The total length of the register dump is defined as (1 + E100_PHY_REGS)
* sizeof(u32) + sizeof(nic->mem->dump_buf).
The logic for filling in the PHY registers uses a convoluted inverted
count for loop which counts from E100_PHY_REGS (0x1C) down to 0, and
assigns the slots 1 + E100_PHY_REGS - i. The first loop iteration will
fill in [1] and the final loop iteration will fill in [1 + 0x1C]. This
is actually one more than the supposed number of PHY registers.
The memory dump buffer is then filled into the space at
[2 + E100_PHY_REGS] which will cause that memcpy to assign 4 bytes past
the total size.
The end result is that we overrun the total buffer size allocated by the
kernel, which could lead to a panic or other issues due to memory
corruption.
It is difficult to determine the actual total number of registers
here. The only 8255x datasheet I could find indicates there are 28 total
MDI registers. However, we're reading 29 here, and reading them in
reverse!
In addition, the ethtool e100 register dump interface appears to read
the first PHY register to determine if the device is in MDI or MDIx
mode. This doesn't appear to be documented anywhere within the 8255x
datasheet. I can only assume it must be in register 28 (the extra
register we're reading here).
Lets not change any of the intended meaning of what we copy here. Just
extend the space by 4 bytes to account for the extra register and
continue copying the data out in the same order.
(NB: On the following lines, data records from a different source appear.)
use crate::term::{
    GraphName, GraphNameRef, Predicate, PredicateRef, Subject, SubjectRef, Term, TermRef,
};
use std::fmt;

/// An owned RDF statement: a [triple](https://www.w3.org/TR/rdf11-concepts/#dfn-rdf-triple)
/// together with the name of the graph it belongs to
/// ([`GraphName::DefaultGraph`] for the default graph).
///
/// The default string formatter is returning an N-Quads line:
/// ```
/// use rivrdf::{NamedNode, Statement};
///
/// assert_eq!(
///     "<http://example.com/s> <http://example.com/p> <http://example.com/o> <http://example.com/g>",
///     Statement::new(
///         NamedNode::new("http://example.com/s")?,
///         NamedNode::new("http://example.com/p")?,
///         NamedNode::new("http://example.com/o")?,
///         NamedNode::new("http://example.com/g")?,
///     )
///     .to_string()
/// );
/// # Result::<_,rivrdf::IriParseError>::Ok(())
/// ```
#[derive(Eq, PartialEq, Debug, Clone, Hash)]
pub struct Statement {
    /// The [subject](https://www.w3.org/TR/rdf11-concepts/#dfn-subject) of this statement.
    pub subject: Subject,

    /// The [predicate](https://www.w3.org/TR/rdf11-concepts/#dfn-predicate) of this statement.
    pub predicate: Predicate,

    /// The [object](https://www.w3.org/TR/rdf11-concepts/#dfn-object) of this statement.
    pub object: Term,

    /// The name of the RDF [graph](https://www.w3.org/TR/rdf11-concepts/#dfn-rdf-graph) in which this statement is.
    pub graph_name: GraphName,
}

impl Statement {
    /// Builds an RDF statement in a named graph.
    #[inline]
    pub fn new(
        subject: impl Into<Subject>,
        predicate: impl Into<Predicate>,
        object: impl Into<Term>,
        graph_name: impl Into<GraphName>,
    ) -> Self {
        Self {
            subject: subject.into(),
            predicate: predicate.into(),
            object: object.into(),
            graph_name: graph_name.into(),
        }
    }

    /// Builds an RDF statement in the default graph.
    #[inline]
    pub fn triple(
        subject: impl Into<Subject>,
        predicate: impl Into<Predicate>,
        object: impl Into<Term>,
    ) -> Self {
        Self::new(subject, predicate, object, GraphName::DefaultGraph)
    }

    #[inline]
    pub fn as_ref(&self) -> StatementRef<'_> {
        StatementRef {
            subject: self.subject.as_ref(),
            predicate: self.predicate.as_ref(),
            object: self.object.as_ref(),
            graph_name: self.graph_name.as_ref(),
        }
    }
}

impl fmt::Display for Statement {
    #[inline]
    fn fmt(&self, f: &mut fmt::Formatter<'_>) -> fmt::Result {
        self.as_ref().fmt(f)
    }
}

/// A borrowed RDF statement.
#[derive(Eq, PartialEq, Debug, Clone, Copy, Hash)]
pub struct StatementRef<'a> {
    /// The [subject](https://www.w3.org/TR/rdf11-concepts/#dfn-subject) of this statement.
    pub subject: SubjectRef<'a>,

    /// The [predicate](https://www.w3.org/TR/rdf11-concepts/#dfn-predicate) of this statement.
    pub predicate: PredicateRef<'a>,

    /// The [object](https://www.w3.org/TR/rdf11-concepts/#dfn-object) of this statement.
    pub object: TermRef<'a>,

    /// The name of the RDF [graph](https://www.w3.org/TR/rdf11-concepts/#dfn-rdf-graph) in which this statement is.
    pub graph_name: GraphNameRef<'a>,
}

impl<'a> StatementRef<'a> {
    /// Builds an RDF statement in a named graph.
    #[inline]
    pub fn new(
        subject: impl Into<SubjectRef<'a>>,
        predicate: impl Into<PredicateRef<'a>>,
        object: impl Into<TermRef<'a>>,
        graph_name: impl Into<GraphNameRef<'a>>,
    ) -> Self {
        Self {
            subject: subject.into(),
            predicate: predicate.into(),
            object: object.into(),
            graph_name: graph_name.into(),
        }
    }

    /// Builds an RDF statement in the default graph.
    #[inline]
    pub fn triple(
        subject: impl Into<SubjectRef<'a>>,
        predicate: impl Into<PredicateRef<'a>>,
        object: impl Into<TermRef<'a>>,
    ) -> Self {
        Self::new(subject, predicate, object, GraphNameRef::DefaultGraph)
    }

    #[inline]
    pub fn into_owned(self) -> Statement {
        Statement {
            subject: self.subject.into_owned(),
            predicate: self.predicate.into_owned(),
            object: self.object.into_owned(),
            graph_name: self.graph_name.into_owned(),
        }
    }
}

impl fmt::Display for StatementRef<'_> {
    #[inline]
    fn fmt(&self, f: &mut fmt::Formatter<'_>) -> fmt::Result {
        write!(f, "{} {} {}", self.subject, self.predicate, self.object)?;
        if !self.graph_name.is_default_graph() {
            write!(f, " {}", self.graph_name)?;
        }
        Ok(())
    }
}

impl<'a> From<&'a Statement> for StatementRef<'a> {
    #[inline]
    fn from(statement: &'a Statement) -> Self {
        statement.as_ref()
    }
}

impl From<StatementRef<'_>> for Statement {
    #[inline]
    fn from(statement: StatementRef<'_>) -> Self {
        statement.into_owned()
    }
}

impl PartialEq<Statement> for StatementRef<'_> {
    #[inline]
    fn eq(&self, other: &Statement) -> bool {
        *self == other.as_ref()
    }
}

impl PartialEq<StatementRef<'_>> for Statement {
    #[inline]
    fn eq(&self, other: &StatementRef<'_>) -> bool {
        self.as_ref() == *other
    }
}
Change the E100_PHY_REGS value to be the correct total (29) so that the
total register dump size is calculated properly. Fix the offset for
where we copy the dump buffer so that it doesn't overrun the total size.
Re-write the for loop to use counting up instead of the convoluted
down-counting. Correct the mdio_read offset to use the 0-based register
offsets, but maintain the bizarre reverse ordering so that we have the
ABI expected by applications like ethtool. This requires and additional
subtraction of 1. It seems a bit odd but it makes the flow of assignment
into the register buffer easier to follow.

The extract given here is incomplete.